The Appellant’s apology published on Facebook was reinforced in his evidence given at the Stewards’ inquiry. In response to a question from the inquiry Chairman, Mr P. Dingwall, seeking an explanation for his Facebook posting the Appellant said (at page 3 lines 137-141):

“Look, I watch a lot of races, I suppose, probably more so than just about anybody and it was just a combination of things leading up, things that I see get missed on a regular basis and, look, I shouldn’t have said it. I was stupid and, yeah, I fully admit that but, yeah, look, it’s just a lesson learnt and I am more than happy to hand in my social media privileges, so yeah , which I wouldn’t ...“

And in response to an observation made by the inquiry Chairman to the effect that his comments “didn’t shed the industry in a good light” the Appellant said (at page 3 lines 153-157):

“No, no. It’s stupid and, you know, the whole social media is stupid. Yeah, look, its – yeah, it doesn’t help anyone and I appreciate that and, look, I apologised to Chris about it, Mr Waller, and, look, I apologise to you guys and whatever you need me to say, I’m more than happy to put my hand up and admit I’ve done the wrong thing”.

In addition, the Appellant indicated to Stewards that he was prepared to make a written apology on the Racing NSW website.

The Panel has considered the evidence and the submissions on the question of penalty. The Panel notes that in assessing penalty the Stewards took into account the following matters:

1. the Appellant’s guilty plea entered at the first available opportunity;
2. the Appellant’s co-operation with Stewards during their inquiry;
3. the Appellant’s written apology on the Australian Bloodstock Facebook page;
4. the Appellant’s prior clear conduct record over a number of years as a registered owner and licensed syndicator.
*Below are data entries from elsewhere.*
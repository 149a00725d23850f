//! # Staking Pools Program
//!
//! A multi-pool staking program. Each pool locks one token and streams a
//! second token to its stakers at an admin-set rate per second, split in
//! proportion to each staker's share of the pool.
//!
//! ## Features
//! - Lazy per-share reward accrual (constant cost per instruction)
//! - Auto-claim of earned reward on stake top-up
//! - Time-decaying early-exit penalty routed to a treasury
//! - Guardian pause and emergency exit; exits stay open while paused
//! - Role-based admin (authority, pool manager, guardian)
//! - Checked fixed-point math with overflow protection

use anchor_lang::prelude::*;

declare_id!("Gg2X5sUzGZMWsKx7syKRiv3Sf5Cbyjy58QqUHHkhDmPr");

pub mod auth;
pub mod constants;
pub mod error;
pub mod events;
pub mod instructions;
pub mod math;
pub mod penalty;
pub mod state;

use auth::Role;
use instructions::*;
use state::PoolParams;

#[program]
pub mod staking_pools {
    use super::*;

    /// Creates the global config. The deployer receives every role.
    ///
    /// # Arguments
    /// * `ctx` - The context containing all accounts needed for initialization
    /// * `treasury` - Wallet owning the token accounts that receive penalties
    pub fn initialize(ctx: Context<Initialize>, treasury: Pubkey) -> Result<()> {
        instructions::initialize::handler(ctx, treasury)
    }

    /// Creates a pool and its vaults. Returns the new pool id.
    ///
    /// # Errors
    /// Returns an error if:
    /// - Caller is not the pool manager
    /// - Penalty exceeds 10000 bp or reward rate exceeds the safe bound
    /// - End time is not after the current time, or the window is too long
    pub fn create_pool(ctx: Context<CreatePool>, params: PoolParams) -> Result<u64> {
        instructions::create_pool::handler(ctx, params)
    }

    /// Replaces a pool's parameters after settling accrual at the old rate.
    ///
    /// # Errors
    /// Returns an error if the caller is not the pool manager or the
    /// parameters are invalid.
    pub fn update_pool(ctx: Context<UpdatePool>, pool_id: u64, params: PoolParams) -> Result<()> {
        instructions::update_pool::handler(ctx, pool_id, params)
    }

    /// Deposits reward tokens into a pool's reward vault.
    pub fn fund_rewards(ctx: Context<FundRewards>, pool_id: u64, amount: u64) -> Result<()> {
        instructions::fund_rewards::handler(ctx, pool_id, amount)
    }

    /// Stakes tokens into a pool.
    ///
    /// # Arguments
    /// * `ctx` - The context containing all accounts needed for staking
    /// * `pool_id` - Pool to stake into
    /// * `amount` - Amount of tokens to stake
    ///
    /// # Errors
    /// Returns an error if:
    /// - Staking is paused
    /// - Amount is below the pool minimum
    /// - Reward vault cannot cover the auto-claimed reward
    pub fn stake(ctx: Context<Stake>, pool_id: u64, amount: u64) -> Result<()> {
        instructions::stake::handler(ctx, pool_id, amount)
    }

    /// Withdraws staked tokens, applying the early-exit penalty before unlock.
    ///
    /// # Errors
    /// Returns an error if the amount exceeds the staked balance.
    pub fn withdraw(ctx: Context<Withdraw>, pool_id: u64, amount: u64) -> Result<()> {
        instructions::withdraw::handler(ctx, pool_id, amount)
    }

    /// Claims accumulated rewards without unstaking.
    pub fn claim_rewards(ctx: Context<ClaimRewards>, pool_id: u64) -> Result<u64> {
        instructions::claim_rewards::handler(ctx, pool_id)
    }

    /// Guardian-only: returns a staker's full principal and forfeits reward.
    ///
    /// # Errors
    /// Returns an error if the caller is not the guardian or the position is empty.
    pub fn emergency_exit(ctx: Context<EmergencyExit>, pool_id: u64) -> Result<()> {
        instructions::emergency_exit::handler(ctx, pool_id)
    }

    /// Guardian-only: pauses or resumes staking.
    pub fn set_paused(ctx: Context<AdminControl>, paused: bool) -> Result<()> {
        instructions::admin::set_paused_handler(ctx, paused)
    }

    /// Authority-only: assigns a role to a new holder.
    pub fn set_role(ctx: Context<AdminControl>, role: Role, member: Pubkey) -> Result<()> {
        instructions::admin::set_role_handler(ctx, role, member)
    }

    /// Authority-only: changes the treasury wallet.
    pub fn set_treasury(ctx: Context<AdminControl>, treasury: Pubkey) -> Result<()> {
        instructions::admin::set_treasury_handler(ctx, treasury)
    }

    /// Authority-only: advances the config schema version.
    pub fn migrate(ctx: Context<AdminControl>) -> Result<()> {
        instructions::admin::migrate_handler(ctx)
    }

    /// Authority-only: advances one pool's schema version.
    pub fn migrate_pool(ctx: Context<MigratePool>, pool_id: u64) -> Result<()> {
        instructions::admin::migrate_pool_handler(ctx, pool_id)
    }

    /// Reward a staker would receive if their position settled now.
    pub fn pending_reward(ctx: Context<ViewPosition>, _pool_id: u64, _staker: Pubkey) -> Result<u64> {
        instructions::views::pending_reward_handler(ctx)
    }

    /// Total principal currently staked in a pool.
    pub fn total_value_locked(ctx: Context<ViewPool>, _pool_id: u64) -> Result<u64> {
        instructions::views::total_value_locked_handler(ctx)
    }

    /// Unlock time of a staker's position.
    pub fn unlock_time_of(ctx: Context<ViewPosition>, _pool_id: u64, _staker: Pubkey) -> Result<i64> {
        instructions::views::unlock_time_of_handler(ctx)
    }
}
//! Read-only views, returned to clients through Anchor return data.
//!
//! Views project the accumulator to the current clock without writing it, so
//! a view followed by a settling instruction in the same slot agrees exactly.

use anchor_lang::prelude::*;

use crate::constants::*;
use crate::error::StakingError;
use crate::state::{Pool, StakePosition};

/// Accounts for pool-level views.
#[derive(Accounts)]
#[instruction(pool_id: u64)]
pub struct ViewPool<'info> {
    #[account(
        seeds = [POOL_SEED, &pool_id.to_le_bytes()],
        bump = pool.bump,
        constraint = pool.id == pool_id @ StakingError::InvalidPool
    )]
    pub pool: Account<'info, Pool>,
}

/// Accounts for position-level views.
#[derive(Accounts)]
#[instruction(pool_id: u64, staker: Pubkey)]
pub struct ViewPosition<'info> {
    #[account(
        seeds = [POOL_SEED, &pool_id.to_le_bytes()],
        bump = pool.bump,
        constraint = pool.id == pool_id @ StakingError::InvalidPool
    )]
    pub pool: Account<'info, Pool>,

    #[account(
        seeds = [STAKE_SEED, pool.key().as_ref(), staker.as_ref()],
        bump = position.bump
    )]
    pub position: Account<'info, StakePosition>,
}

pub fn pending_reward_handler(ctx: Context<ViewPosition>) -> Result<u64> {
    let now = Clock::get()?.unix_timestamp;
    ctx.accounts
        .position
        .projected_reward(&ctx.accounts.pool, now)
}

pub fn total_value_locked_handler(ctx: Context<ViewPool>) -> Result<u64> {
    Ok(ctx.accounts.pool.total_staked)
}

pub fn unlock_time_of_handler(ctx: Context<ViewPosition>) -> Result<i64> {
    Ok(ctx.accounts.position.unlock_time)
}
In general terms the Panel agrees with the approach taken by Stewards in assessing the appropriate penalty in this case. In particular, the Panel agrees with the Stewards’ conclusion that a monetary penalty is the appropriate penalty. The Panel would add that the Appellant’s initial Facebook comments constitute a relatively serious breach of the Rules of Racing as they have a clear tendency to undermine public confidence in the integrity of the Stewards involved in the supervision of racing in New South Wales.

The Panel has also considered a comparative table of penalties in previous cases of breach of AR 175A. There are a number cases referred to in the table however no one case involved comments impugning the integrity of Stewards. The Panel takes the view therefore that the comparative table of penalties offers very little assistance in relation to the assessment of the appropriate penalty in this case.

Ultimately, the Panel considers that in all of the circumstances of this case the appropriate penalty is a fine of $5,000.

The orders of the Panel are as follows:

1. Appeal is dismissed;
2. Penalty of $5,000 monetary penalty imposed by Stewards is confirmed however, $2,000 of that penalty is stayed for a period of 12 months on condition that the Appellant does not commit the same or similar breach in that period;"
3. Appeal deposit of $200 is forfeited.